7 Haziran 2011 Salı

Öyle Bir Geçer Zaman ki #3

Türk filmlerinde ne öğrendik: kusan kadın hamiledir.

Bu minvalde Caroline de kusmuştur; öyleyse hamiledir. Bir önceki postta yavan dediğim senaristlerden özür diliyorum.

Ben de bir türk dizisi senaristi olabilir miyim acaba? Kemalettin Tuğcu'nun romanlarından JJ Abramsa taş çıkaracak gerilimler yaratabilir miyiz? Ömer Seyfettin'in ibretlik öykülerini bir diziymişçesine birbirine bağlayabilir miyiz?

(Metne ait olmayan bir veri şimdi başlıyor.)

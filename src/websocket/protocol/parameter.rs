// Copyright 2025 coScene
//
// Licensed under the Apache License, Version 2.0 (the "License");
// you may not use this file except in compliance with the License.
// You may obtain a copy of the License at
//
//     http://www.apache.org/licenses/LICENSE-2.0
//
// Unless required by applicable law or agreed to in writing, software
// distributed under the License is distributed on an "AS IS" BASIS,
// WITHOUT WARRANTIES OR CONDITIONS OF ANY KIND, either express or implied.
// See the License for the specific language governing permissions and
// limitations under the License.

// Parameter types

use std::collections::BTreeMap;

use base64::prelude::*;
use serde::{Deserialize, Serialize};

/// Type hint for values that JSON cannot represent on its own
#[derive(Debug, Clone, Copy, PartialEq, Eq, Serialize, Deserialize)]
#[serde(rename_all = "snake_case")]
pub enum ParameterType {
    /// A base64 string holding raw bytes.
    ByteArray,
    /// A number that must be treated as a float even if it has no fraction.
    Float64,
    /// An array of float64 numbers.
    Float64Array,
}

#[derive(Debug, Clone, PartialEq, Serialize, Deserialize)]
#[serde(untagged)]
pub enum ParameterValue {
    Integer(i64),
    Float64(f64),
    Bool(bool),
    String(String),
    Array(Vec<ParameterValue>),
    Dict(BTreeMap<String, ParameterValue>),
}

/// Named parameter. A parameter without a value is unset.
#[derive(Debug, Clone, PartialEq, Serialize, Deserialize)]
#[serde(try_from = "RawParameter")]
pub struct Parameter {
    pub name: String,
    #[serde(rename = "type", skip_serializing_if = "Option::is_none")]
    pub r#type: Option<ParameterType>,
    #[serde(skip_serializing_if = "Option::is_none")]
    pub value: Option<ParameterValue>,
}

#[derive(Deserialize)]
struct RawParameter {
    name: String,
    #[serde(rename = "type", default)]
    r#type: Option<ParameterType>,
    #[serde(default)]
    value: Option<ParameterValue>,
}

impl TryFrom<RawParameter> for Parameter {
    type Error = String;

    /// Applies the type hint, so that `{"type": "float64", "value": 1}` is a float.
    fn try_from(raw: RawParameter) -> Result<Self, Self::Error> {
        let value = match (raw.r#type, raw.value) {
            (Some(ParameterType::Float64), Some(value)) => Some(as_float(value)?),
            (Some(ParameterType::Float64Array), Some(ParameterValue::Array(values))) => Some(
                ParameterValue::Array(values.into_iter().map(as_float).collect::<Result<_, _>>()?),
            ),
            (Some(ParameterType::Float64Array), Some(_)) => {
                return Err("value with type float64_array is not an array".to_string())
            }
            (Some(ParameterType::ByteArray), Some(ParameterValue::String(s))) => {
                BASE64_STANDARD.decode(&s).map_err(|e| e.to_string())?;
                Some(ParameterValue::String(s))
            }
            (Some(ParameterType::ByteArray), Some(_)) => {
                return Err("value with type byte_array is not a string".to_string())
            }
            (_, value) => value,
        };
        Ok(Parameter {
            name: raw.name,
            r#type: raw.r#type,
            value,
        })
    }
}

fn as_float(value: ParameterValue) -> Result<ParameterValue, String> {
    match value {
        ParameterValue::Integer(i) => Ok(ParameterValue::Float64(i as f64)),
        ParameterValue::Float64(f) => Ok(ParameterValue::Float64(f)),
        _ => Err("non-numeric value with type float64".to_string()),
    }
}

impl Parameter {
    /// A parameter with no value.
    pub fn empty(name: impl Into<String>) -> Self {
        Self {
            name: name.into(),
            r#type: None,
            value: None,
        }
    }

    pub fn integer(name: impl Into<String>, value: i64) -> Self {
        Self::with_value(name, None, ParameterValue::Integer(value))
    }

    pub fn float64(name: impl Into<String>, value: f64) -> Self {
        Self::with_value(
            name,
            Some(ParameterType::Float64),
            ParameterValue::Float64(value),
        )
    }

    pub fn float64_array(name: impl Into<String>, values: impl IntoIterator<Item = f64>) -> Self {
        Self::with_value(
            name,
            Some(ParameterType::Float64Array),
            ParameterValue::Array(values.into_iter().map(ParameterValue::Float64).collect()),
        )
    }

    pub fn bool(name: impl Into<String>, value: bool) -> Self {
        Self::with_value(name, None, ParameterValue::Bool(value))
    }

    pub fn string(name: impl Into<String>, value: impl Into<String>) -> Self {
        Self::with_value(name, None, ParameterValue::String(value.into()))
    }

    pub fn byte_array(name: impl Into<String>, data: &[u8]) -> Self {
        Self::with_value(
            name,
            Some(ParameterType::ByteArray),
            ParameterValue::String(BASE64_STANDARD.encode(data)),
        )
    }

    pub fn dict(name: impl Into<String>, value: BTreeMap<String, ParameterValue>) -> Self {
        Self::with_value(name, None, ParameterValue::Dict(value))
    }

    fn with_value(
        name: impl Into<String>,
        r#type: Option<ParameterType>,
        value: ParameterValue,
    ) -> Self {
        Self {
            name: name.into(),
            r#type,
            value: Some(value),
        }
    }

    /// Decodes the value of a byte array parameter. Other parameters have no bytes.
    pub fn get_byte_array(&self) -> Option<Vec<u8>> {
        match (&self.r#type, &self.value) {
            (Some(ParameterType::ByteArray), Some(value)) => value.as_bytes().ok(),
            _ => None,
        }
    }
}

impl ParameterValue {
    /// Decodes a base64 string value.
    pub fn as_bytes(&self) -> Result<Vec<u8>, crate::Error> {
        match self {
            ParameterValue::String(s) => Ok(BASE64_STANDARD.decode(s)?),
            other => Err(crate::Error::ValueError(format!(
                "expected a base64 string, got {other:?}"
            ))),
        }
    }
}

#[cfg(test)]
mod tests {
    use super::*;
    use serde_json::json;

    #[test]
    fn test_float_hint_applied() {
        let param: Parameter =
            serde_json::from_value(json!({"name": "f", "type": "float64", "value": 2})).unwrap();
        assert_eq!(param.value, Some(ParameterValue::Float64(2.0)));

        let param: Parameter = serde_json::from_value(
            json!({"name": "fa", "type": "float64_array", "value": [1, 2.5]}),
        )
        .unwrap();
        assert_eq!(
            param.value,
            Some(ParameterValue::Array(vec![
                ParameterValue::Float64(1.0),
                ParameterValue::Float64(2.5)
            ]))
        );
    }

    #[test]
    fn test_untyped_values() {
        let param: Parameter =
            serde_json::from_value(json!({"name": "i", "value": 3})).unwrap();
        assert_eq!(param.value, Some(ParameterValue::Integer(3)));
        let param: Parameter =
            serde_json::from_value(json!({"name": "d", "value": {"a": true}})).unwrap();
        assert_eq!(
            param.value,
            Some(ParameterValue::Dict(BTreeMap::from([(
                "a".to_string(),
                ParameterValue::Bool(true)
            )])))
        );
        let param: Parameter = serde_json::from_value(json!({"name": "unset"})).unwrap();
        assert_eq!(param, Parameter::empty("unset"));
    }

    #[test]
    fn test_byte_array() {
        let param = Parameter::byte_array("bytes", &[1, 2, 3]);
        let value = serde_json::to_value(&param).unwrap();
        assert_eq!(value, json!({"name": "bytes", "type": "byte_array", "value": "AQID"}));
        let parsed: Parameter = serde_json::from_value(value).unwrap();
        assert_eq!(parsed.get_byte_array(), Some(vec![1, 2, 3]));
        assert!(matches!(
            ParameterValue::String("!!".to_string()).as_bytes(),
            Err(crate::Error::Base64DecodeError(_))
        ));
        assert!(ParameterValue::Bool(true).as_bytes().is_err());

        let invalid = json!({"name": "bytes", "type": "byte_array", "value": "!!"});
        assert!(serde_json::from_value::<Parameter>(invalid).is_err());
    }

    #[test]
    fn test_float_serializes_with_type() {
        let value = serde_json::to_value(Parameter::float64("f", 1.0)).unwrap();
        assert_eq!(value, json!({"name": "f", "type": "float64", "value": 1.0}));
    }
}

Hemen google destekli bir senaryo kuralım:

Bir çiftlik var. Daha doğrusu perili bir köşk. Kahyası da müştemilatta ailesi ile birlikte yaşıyor.
Çiftliğin kahyası, babamız, çiftlik sahiplerinden gördüğü bir iyiliğin, yaklaşık 5 bölüm boyunca bizans kahkahaları eşliğinde başına kakılması sonucu diyet olarak kolunu verir. Daha sonra tek kolu ile işine devam etmek durumundadır. Öylesine vakur, ölesiye gururlu...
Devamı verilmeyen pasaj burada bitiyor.